PERO DONDE de verdad se verifica el gran triunfo del relato independentista es más allá de Cataluña. La disposición congénita de la izquierda española, sociológica o militante, a respetar las reclamaciones identitarias del secesionismo cobra poco a poco otra cara, que se manifiesta en el rechazo, tácito o activo, a cualquier discurso cívico o político de defensa de la unidad de España. «¿Qué ha hecho España por mí?», se pregunta ya con naturalidad el joven progresista poco familiarizado con la idea de nación política, contagiado de la sentimentalidad nacionalista y a estas alturas seguramente perplejo ante las batallas, no precisamente verbales, de los abuelos cuya memoria hasta hace poco quería desagraviar.

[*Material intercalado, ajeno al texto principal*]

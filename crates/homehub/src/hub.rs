//! The dashboard orchestrator.
//!
//! A [`Hub`] owns one of each resource and runs the two startup flows
//! concurrently: "authorize calendar, fetch, listen" and "locate device,
//! fetch weather".

use std::fmt;
use std::sync::{Arc, Weak};
use std::time::Duration;

use chrono::{DateTime, Utc};
use homehub_core::logging::targets;
use homehub_core::{Published, Signal};
use parking_lot::Mutex;
use tokio::task::JoinHandle;

use crate::calendar::{CalendarResource, CalendarStoreClient, ListenerHandle};
use crate::clock::{self, Clock, SystemClock};
use crate::config::HubConfig;
use crate::error::{AuthorizationError, ConfigError};
use crate::location::{LocationClient, LocationDelegate, LocationResource};
use crate::model::{CalendarEvent, CalendarState, DeviceLocation, WeatherSnapshot};
use crate::weather::{self, WeatherClient, WeatherResource};

/// The platform clients a hub is built from.
pub struct HubClients {
    pub calendar: Box<dyn CalendarStoreClient>,
    pub location: Box<dyn LocationClient>,
    pub weather: Box<dyn WeatherClient>,
}

/// Outcome of [`Hub::start`].
#[derive(Debug, Clone, PartialEq)]
pub struct HubStartReport {
    pub calendar: Result<(), AuthorizationError>,
    /// Where the weather was fetched for; `None` means the fallback.
    pub location: Option<DeviceLocation>,
    pub weather: WeatherSnapshot,
    pub listening: bool,
}

/// One event line on the dashboard.
#[derive(Debug, Clone, PartialEq, Eq)]
pub struct EventLine {
    pub identifier: String,
    pub title: String,
    /// Short start time, e.g. `"9:05 AM"`.
    pub starts_at: String,
    pub time_range: String,
}

/// Everything the presentation layer renders.
#[derive(Debug, Clone, PartialEq)]
pub struct DashboardSnapshot {
    pub time_text: String,
    pub weather_symbol: String,
    pub weather_text: String,
    pub events: Vec<EventLine>,
    pub calendar_state: CalendarState,
    /// Why events are missing, when calendar access is insufficient.
    pub calendar_message: Option<String>,
}

impl fmt::Display for DashboardSnapshot {
    fn fmt(&self, f: &mut fmt::Formatter<'_>) -> fmt::Result {
        writeln!(f, "{}", self.time_text)?;
        writeln!(f, "[{}] {}", self.weather_symbol, self.weather_text)?;
        if let Some(message) = &self.calendar_message {
            return writeln!(f, "{message}");
        }
        if self.events.is_empty() {
            return writeln!(f, "No events");
        }
        for event in &self.events {
            writeln!(f, "{}  {}", event.time_range, event.title)?;
        }
        Ok(())
    }
}

/// Owns the resources and sequences their flows.
pub struct Hub {
    config: HubConfig,
    clock: Arc<dyn Clock>,
    calendar: Arc<CalendarResource>,
    location: LocationResource,
    weather: WeatherResource,
    time_text: Published<String>,
    listener: Mutex<Option<ListenerHandle>>,
    ticker: Mutex<Option<JoinHandle<()>>>,
}

impl Hub {
    /// Build a hub reading the system clock.
    pub fn new(config: HubConfig, clients: HubClients) -> Result<Self, ConfigError> {
        Self::with_clock(config, clients, Arc::new(SystemClock))
    }

    pub fn with_clock(
        config: HubConfig,
        clients: HubClients,
        clock: Arc<dyn Clock>,
    ) -> Result<Self, ConfigError> {
        config.validate()?;

        let calendar = CalendarResource::new(
            clients.calendar,
            clock.clone(),
            config.calendar.clone(),
            config.time_zone,
        );
        let location = LocationResource::new(clients.location, config.location.clone());
        let weather = WeatherResource::new(clients.weather, config.weather.clone());
        let time_text = clock::format_in(clock.now(), config.time_zone, &config.display.clock_format);

        Ok(Self {
            calendar: Arc::new(calendar),
            location,
            weather,
            time_text: Published::new("hub.time_text", time_text),
            listener: Mutex::new(None),
            ticker: Mutex::new(None),
            clock,
            config,
        })
    }

    pub fn config(&self) -> &HubConfig {
        &self.config
    }

    pub fn calendar(&self) -> &Arc<CalendarResource> {
        &self.calendar
    }

    pub fn location(&self) -> &LocationResource {
        &self.location
    }

    /// Delegate for the platform location service to report through.
    pub fn location_delegate(&self) -> LocationDelegate {
        self.location.delegate()
    }

    pub fn weather(&self) -> &WeatherResource {
        &self.weather
    }

    /// Locate the device, then fetch weather there. Falls back to the
    /// configured coordinate when no location is available.
    #[tracing::instrument(skip_all, target = "homehub::hub", name = "hub.refresh_weather")]
    pub async fn refresh_weather(&self) -> (Option<DeviceLocation>, WeatherSnapshot) {
        let location = match self.location.request_location().await {
            Ok(location) => Some(location),
            Err(error) => {
                tracing::info!(target: targets::HUB, %error, "no device location, using fallback");
                None
            }
        };
        (location, self.weather.get_weather(location).await)
    }

    /// Authorize the calendar, load events and start the change listener.
    #[tracing::instrument(skip_all, target = "homehub::hub", name = "hub.setup_calendar")]
    pub async fn setup_calendar(&self) -> Result<(), AuthorizationError> {
        self.calendar.setup().await?;
        if self.config.calendar.listen_for_changes && self.calendar.state().is_ready() {
            let mut listener = self.listener.lock();
            let running = listener.as_ref().is_some_and(ListenerHandle::is_running);
            if !running {
                *listener = Some(self.calendar.spawn_listener());
                tracing::debug!(target: targets::HUB, "calendar listener started");
            }
        }
        Ok(())
    }

    /// Run calendar setup and the weather refresh concurrently.
    pub async fn start(&self) -> HubStartReport {
        let (calendar, (location, weather)) =
            tokio::join!(self.setup_calendar(), self.refresh_weather());
        let report = HubStartReport {
            calendar,
            location,
            weather,
            listening: self.is_listening(),
        };
        tracing::info!(
            target: targets::HUB,
            calendar_ok = report.calendar.is_ok(),
            located = report.location.is_some(),
            listening = report.listening,
            "hub started"
        );
        report
    }

    pub fn is_listening(&self) -> bool {
        self.listener
            .lock()
            .as_ref()
            .is_some_and(ListenerHandle::is_running)
    }

    /// Dashboard clock text for `now`.
    pub fn time_text_at(&self, now: DateTime<Utc>) -> String {
        clock::format_in(now, self.config.time_zone, &self.config.display.clock_format)
    }

    /// The clock text published by the ticker.
    pub fn time_text(&self) -> String {
        self.time_text.get()
    }

    pub fn time_changed(&self) -> &Arc<Signal<String>> {
        self.time_text.changed()
    }

    /// Recompute the clock text from the hub's clock and publish it.
    pub fn tick(&self) -> String {
        let text = self.time_text_at(self.clock.now());
        self.time_text.publish(text.clone());
        text
    }

    /// Publish the clock text every `period` until the hub is dropped or
    /// shut down. Replaces a previously spawned clock.
    pub fn spawn_clock(self: &Arc<Self>, period: Duration) {
        let hub: Weak<Self> = Arc::downgrade(self);
        let period = period.max(Duration::from_millis(1));
        let task = tokio::spawn(async move {
            let mut interval = tokio::time::interval(period);
            interval.set_missed_tick_behavior(tokio::time::MissedTickBehavior::Skip);
            loop {
                interval.tick().await;
                match hub.upgrade() {
                    Some(hub) => {
                        hub.tick();
                    }
                    None => break,
                }
            }
        });
        if let Some(previous) = self.ticker.lock().replace(task) {
            previous.abort();
        }
    }

    /// Combined state for rendering at `now`.
    pub fn snapshot(&self, now: DateTime<Utc>) -> DashboardSnapshot {
        let tz = self.config.time_zone;
        let pattern = &self.config.display.event_time_format;
        let weather = self.weather.weather();
        let calendar_state = self.calendar.state();

        let events = self
            .calendar
            .events()
            .iter()
            .map(|event: &CalendarEvent| EventLine {
                identifier: event.identifier.clone(),
                title: event.title.clone(),
                starts_at: clock::time_as_text(event.start, tz),
                time_range: event.time_range_text(tz, pattern),
            })
            .collect();

        let calendar_message = match calendar_state {
            CalendarState::Ready
            | CalendarState::Refreshing
            | CalendarState::Uninitialized
            | CalendarState::Authorizing => None,
            CalendarState::Denied
            | CalendarState::Restricted
            | CalendarState::NeedsUpgrade
            | CalendarState::Unknown => self.calendar.authorization_message(),
        };

        DashboardSnapshot {
            time_text: self.time_text_at(now),
            weather_symbol: self.weather.symbol(),
            weather_text: weather::temperature_text(weather.as_ref()),
            events,
            calendar_state,
            calendar_message,
        }
    }

    /// Stop the change listener and the clock.
    pub fn shutdown(&self) {
        if let Some(listener) = self.listener.lock().take() {
            listener.cancel();
        }
        if let Some(ticker) = self.ticker.lock().take() {
            ticker.abort();
        }
        tracing::debug!(target: targets::HUB, "hub shut down");
    }
}

impl Drop for Hub {
    fn drop(&mut self) {
        if let Some(ticker) = self.ticker.get_mut().take() {
            ticker.abort();
        }
    }
}

impl fmt::Debug for Hub {
    fn fmt(&self, f: &mut fmt::Formatter<'_>) -> fmt::Result {
        f.debug_struct("Hub")
            .field("calendar", &self.calendar)
            .field("location", &self.location)
            .field("weather", &self.weather)
            .field("listening", &self.is_listening())
            .finish_non_exhaustive()
    }
}
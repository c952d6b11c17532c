//! Value types shared by the resources.

use std::cmp::Ordering;
use std::fmt;

use chrono::{DateTime, Duration, Utc};
use chrono_tz::Tz;
use serde::{Deserialize, Serialize};

use crate::clock;
use crate::error::WindowError;

// ============================================================================
// Authorization
// ============================================================================

/// Platform-reported grant level for a permissioned capability.
///
/// `FullAccess` also stands for the location service's "always" and
/// "when in use" grants.
#[derive(Debug, Clone, Copy, PartialEq, Eq, Hash, Default, Serialize, Deserialize)]
#[serde(rename_all = "snake_case")]
pub enum AuthorizationStatus {
    /// The user has not been asked yet.
    #[default]
    NotDetermined,
    /// Device policy forbids access.
    Restricted,
    /// The user refused access.
    Denied,
    /// Events may be added but not read.
    WriteOnly,
    /// Read and write access.
    FullAccess,
    /// A status this crate does not recognize.
    Unknown,
}

impl AuthorizationStatus {
    /// All statuses, in declaration order.
    pub const ALL: [Self; 6] = [
        Self::NotDetermined,
        Self::Restricted,
        Self::Denied,
        Self::WriteOnly,
        Self::FullAccess,
        Self::Unknown,
    ];

    pub fn is_full_access(self) -> bool {
        self == Self::FullAccess
    }

    pub fn is_write_only_or_full_access(self) -> bool {
        matches!(self, Self::WriteOnly | Self::FullAccess)
    }

    /// `true` for statuses only the user or device policy can change.
    pub fn is_refused(self) -> bool {
        matches!(self, Self::Denied | Self::Restricted)
    }

    /// Stable human-readable description.
    pub fn description(self) -> &'static str {
        match self {
            Self::NotDetermined => "Access has not been requested yet.",
            Self::Restricted => "Access is restricted on this device.",
            Self::Denied => "Access was denied.",
            Self::WriteOnly => "Write-only access was granted.",
            Self::FullAccess => "Full access was granted.",
            Self::Unknown => "The access status is unknown.",
        }
    }
}

impl fmt::Display for AuthorizationStatus {
    fn fmt(&self, f: &mut fmt::Formatter<'_>) -> fmt::Result {
        let name = match self {
            Self::NotDetermined => "not determined",
            Self::Restricted => "restricted",
            Self::Denied => "denied",
            Self::WriteOnly => "write only",
            Self::FullAccess => "full access",
            Self::Unknown => "unknown",
        };
        f.write_str(name)
    }
}

// ============================================================================
// Location
// ============================================================================

/// A coordinate reported by the location service.
#[derive(Debug, Clone, Copy, PartialEq, Serialize, Deserialize)]
pub struct DeviceLocation {
    pub latitude: f64,
    pub longitude: f64,
}

impl DeviceLocation {
    pub const fn new(latitude: f64, longitude: f64) -> Self {
        Self {
            latitude,
            longitude,
        }
    }

    /// Whether both components are finite and within geographic range.
    pub fn is_valid(&self) -> bool {
        self.latitude.is_finite()
            && self.longitude.is_finite()
            && (-90.0..=90.0).contains(&self.latitude)
            && (-180.0..=180.0).contains(&self.longitude)
    }
}

impl fmt::Display for DeviceLocation {
    fn fmt(&self, f: &mut fmt::Formatter<'_>) -> fmt::Result {
        write!(f, "{:.4}, {:.4}", self.latitude, self.longitude)
    }
}

// ============================================================================
// Calendar
// ============================================================================

/// A calendar event as reported by the store.
///
/// The identifier is stable and used for removal. It is unique within one
/// fetch but duplicates across calendars are tolerated.
#[derive(Debug, Clone, PartialEq, Eq, Hash, Serialize, Deserialize)]
pub struct CalendarEvent {
    pub identifier: String,
    pub title: String,
    pub start: DateTime<Utc>,
    pub end: DateTime<Utc>,
}

impl CalendarEvent {
    pub fn new(
        identifier: impl Into<String>,
        title: impl Into<String>,
        start: DateTime<Utc>,
        end: DateTime<Utc>,
    ) -> Self {
        Self {
            identifier: identifier.into(),
            title: title.into(),
            start,
            end,
        }
    }

    pub fn duration(&self) -> Duration {
        self.end - self.start
    }

    /// Whether any part of the event falls inside `window`.
    pub fn overlaps(&self, window: &FetchWindow) -> bool {
        if self.start == self.end {
            return window.contains(self.start);
        }
        self.start < window.end() && self.end > window.start()
    }

    /// Display ordering: start ascending, then identifier.
    pub fn chronological_cmp(&self, other: &Self) -> Ordering {
        self.start
            .cmp(&other.start)
            .then_with(|| self.identifier.cmp(&other.identifier))
    }

    /// `"09:00 - 09:15"` in the given zone, using a strftime pattern.
    pub fn time_range_text(&self, tz: Tz, pattern: &str) -> String {
        format!(
            "{} - {}",
            clock::format_in(self.start, tz, pattern),
            clock::format_in(self.end, tz, pattern)
        )
    }
}

/// Sort events by start, breaking ties on identifier.
pub fn sort_chronologically(events: &mut [CalendarEvent]) {
    events.sort_by(CalendarEvent::chronological_cmp);
}

/// Half-open time interval `[start, end)` bounding a calendar query.
#[derive(Debug, Clone, Copy, PartialEq, Eq, Hash)]
pub struct FetchWindow {
    start: DateTime<Utc>,
    end: DateTime<Utc>,
}

impl FetchWindow {
    /// Create a window. Empty windows (`start == end`) are allowed.
    pub fn new(start: DateTime<Utc>, end: DateTime<Utc>) -> Result<Self, WindowError> {
        if start > end {
            return Err(WindowError { start, end });
        }
        Ok(Self { start, end })
    }

    /// From `now` until the start of the next day in `tz`.
    pub fn until_next_day(now: DateTime<Utc>, tz: Tz) -> Self {
        Self {
            start: now,
            end: clock::start_of_next_day(now, tz),
        }
    }

    /// From `now` until the same time one month later.
    pub fn one_month(now: DateTime<Utc>) -> Self {
        Self {
            start: now,
            end: clock::one_month_out(now),
        }
    }

    /// From `now` for the next `minutes` minutes.
    pub fn next_minutes(now: DateTime<Utc>, minutes: u32) -> Self {
        Self {
            start: now,
            end: now + Duration::minutes(i64::from(minutes)),
        }
    }

    pub fn start(&self) -> DateTime<Utc> {
        self.start
    }

    pub fn end(&self) -> DateTime<Utc> {
        self.end
    }

    pub fn is_empty(&self) -> bool {
        self.start == self.end
    }

    /// `start <= instant < end`.
    pub fn contains(&self, instant: DateTime<Utc>) -> bool {
        self.start <= instant && instant < self.end
    }
}

impl fmt::Display for FetchWindow {
    fn fmt(&self, f: &mut fmt::Formatter<'_>) -> fmt::Result {
        write!(f, "[{}, {})", self.start.to_rfc3339(), self.end.to_rfc3339())
    }
}

/// Lifecycle of a [`CalendarResource`](crate::calendar::CalendarResource).
#[derive(Debug, Clone, Copy, PartialEq, Eq, Hash, Default)]
pub enum CalendarState {
    #[default]
    Uninitialized,
    Authorizing,
    Ready,
    Refreshing,
    Denied,
    Restricted,
    /// Write-only access; the user must grant full access.
    NeedsUpgrade,
    Unknown,
}

impl CalendarState {
    /// The state a resource settles in when `status` does not allow reads.
    pub fn for_insufficient(status: AuthorizationStatus) -> Self {
        match status {
            AuthorizationStatus::NotDetermined => Self::Uninitialized,
            AuthorizationStatus::Restricted => Self::Restricted,
            AuthorizationStatus::Denied => Self::Denied,
            AuthorizationStatus::WriteOnly => Self::NeedsUpgrade,
            AuthorizationStatus::FullAccess => Self::Ready,
            AuthorizationStatus::Unknown => Self::Unknown,
        }
    }

    /// Whether the published events reflect the store.
    pub fn is_ready(self) -> bool {
        matches!(self, Self::Ready | Self::Refreshing)
    }
}

// ============================================================================
// Weather
// ============================================================================

/// Symbol shown when no weather is available.
pub const UNAVAILABLE_SYMBOL: &str = "xmark";

/// A temperature reading, or the sentinel for "no data".
#[derive(Debug, Clone, Copy, PartialEq)]
pub enum Temperature {
    Celsius(f64),
    Unavailable,
}

impl Temperature {
    pub fn celsius(self) -> Option<f64> {
        match self {
            Self::Celsius(value) => Some(value),
            Self::Unavailable => None,
        }
    }
}

impl fmt::Display for Temperature {
    fn fmt(&self, f: &mut fmt::Formatter<'_>) -> fmt::Result {
        match self {
            Self::Celsius(value) => write!(f, "{value:.1}°C"),
            Self::Unavailable => f.write_str("unavailable"),
        }
    }
}

/// Current conditions for the dashboard.
#[derive(Debug, Clone, PartialEq)]
pub struct WeatherSnapshot {
    /// Symbol name for the condition (SF Symbols naming, e.g. `"cloud.rain"`).
    pub symbol: String,
    pub temperature: Temperature,
}

impl WeatherSnapshot {
    pub fn new(symbol: impl Into<String>, celsius: f64) -> Self {
        Self {
            symbol: symbol.into(),
            temperature: Temperature::Celsius(celsius),
        }
    }

    /// The fail-soft placeholder.
    pub fn unavailable() -> Self {
        Self {
            symbol: UNAVAILABLE_SYMBOL.to_string(),
            temperature: Temperature::Unavailable,
        }
    }

    pub fn is_available(&self) -> bool {
        matches!(self.temperature, Temperature::Celsius(_))
    }
}

#[cfg(test)]
mod tests {
    use super::*;
    use chrono::TimeZone;

    fn at(h: u32, m: u32) -> DateTime<Utc> {
        Utc.with_ymd_and_hms(2024, 1, 1, h, m, 0).unwrap()
    }

    #[test]
    fn test_window_rejects_reversed_bounds() {
        assert!(FetchWindow::new(at(10, 0), at(9, 0)).is_err());
        let empty = FetchWindow::new(at(9, 0), at(9, 0)).unwrap();
        assert!(empty.is_empty());
        assert!(!empty.contains(at(9, 0)));
    }

    #[test]
    fn test_window_is_half_open() {
        let window = FetchWindow::new(at(9, 0), at(10, 0)).unwrap();
        assert!(window.contains(at(9, 0)));
        assert!(window.contains(at(9, 59)));
        assert!(!window.contains(at(10, 0)));
    }

    #[test]
    fn test_until_next_day_uses_time_zone() {
        // 23:30 UTC on Jan 1 is already Jan 2 in Amsterdam.
        let now = at(23, 30);
        let utc = FetchWindow::until_next_day(now, Tz::UTC);
        assert_eq!(utc.end(), Utc.with_ymd_and_hms(2024, 1, 2, 0, 0, 0).unwrap());

        let ams = FetchWindow::until_next_day(now, chrono_tz::Europe::Amsterdam);
        assert_eq!(ams.end(), Utc.with_ymd_and_hms(2024, 1, 2, 23, 0, 0).unwrap());
        assert_eq!(ams.start(), now);
    }

    #[test]
    fn test_one_month_and_next_minutes() {
        let now = Utc.with_ymd_and_hms(2024, 1, 31, 12, 0, 0).unwrap();
        assert_eq!(
            FetchWindow::one_month(now).end(),
            Utc.with_ymd_and_hms(2024, 2, 29, 12, 0, 0).unwrap()
        );
        assert_eq!(
            FetchWindow::next_minutes(now, 30).end(),
            Utc.with_ymd_and_hms(2024, 1, 31, 12, 30, 0).unwrap()
        );
    }

    #[test]
    fn test_sort_breaks_ties_on_identifier() {
        let mut events = vec![
            CalendarEvent::new("b", "Second", at(9, 0), at(10, 0)),
            CalendarEvent::new("c", "Later", at(11, 0), at(12, 0)),
            CalendarEvent::new("a", "First", at(9, 0), at(9, 30)),
            CalendarEvent::new("a", "Duplicate", at(9, 0), at(9, 30)),
        ];
        sort_chronologically(&mut events);
        let ids: Vec<_> = events.iter().map(|e| e.identifier.as_str()).collect();
        assert_eq!(ids, ["a", "a", "b", "c"]);
    }

    #[test]
    fn test_event_helpers() {
        let event = CalendarEvent::new("x", "Standup", at(9, 0), at(9, 15));
        assert_eq!(event.duration(), Duration::minutes(15));
        assert_eq!(event.time_range_text(Tz::UTC, "%H:%M"), "09:00 - 09:15");

        let window = FetchWindow::new(at(9, 10), at(12, 0)).unwrap();
        assert!(event.overlaps(&window));
        let later = FetchWindow::new(at(9, 15), at(12, 0)).unwrap();
        assert!(!event.overlaps(&later));
    }

    #[test]
    fn test_weather_snapshot_sentinel() {
        let snapshot = WeatherSnapshot::unavailable();
        assert_eq!(snapshot.symbol, "xmark");
        assert!(!snapshot.is_available());
        assert_eq!(WeatherSnapshot::new("sun.max", 12.34).temperature.to_string(), "12.3°C");
    }

    #[test]
    fn test_status_helpers() {
        assert!(AuthorizationStatus::FullAccess.is_write_only_or_full_access());
        assert!(AuthorizationStatus::WriteOnly.is_write_only_or_full_access());
        assert!(!AuthorizationStatus::WriteOnly.is_full_access());
        assert!(AuthorizationStatus::Denied.is_refused());
        assert_eq!(
            CalendarState::for_insufficient(AuthorizationStatus::WriteOnly),
            CalendarState::NeedsUpgrade
        );
        let descriptions: std::collections::HashSet<_> = AuthorizationStatus::ALL
            .iter()
            .map(|s| s.description())
            .collect();
        assert_eq!(descriptions.len(), AuthorizationStatus::ALL.len());
    }
}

Todo lo malo se pega, y la política española aparece empapuzada del storytelling que los tecnócratas del delirio nacionalista vienen manejando desde hace tiempo con tanta soltura. La cocina molecular de los spin doctors, a base de marketing y propaganda, es la vieja nueva sensación. Ya no se trata de hacer pedagogía sino de contar historias. Como en los periódicos. Es el nuevo orden narrativo. El triunfo del relato es el fracaso de la política.

Borja Martínez es periodista, escritor y director de la revista Leer. Su último libro publicado es Lillian Hellman (2019).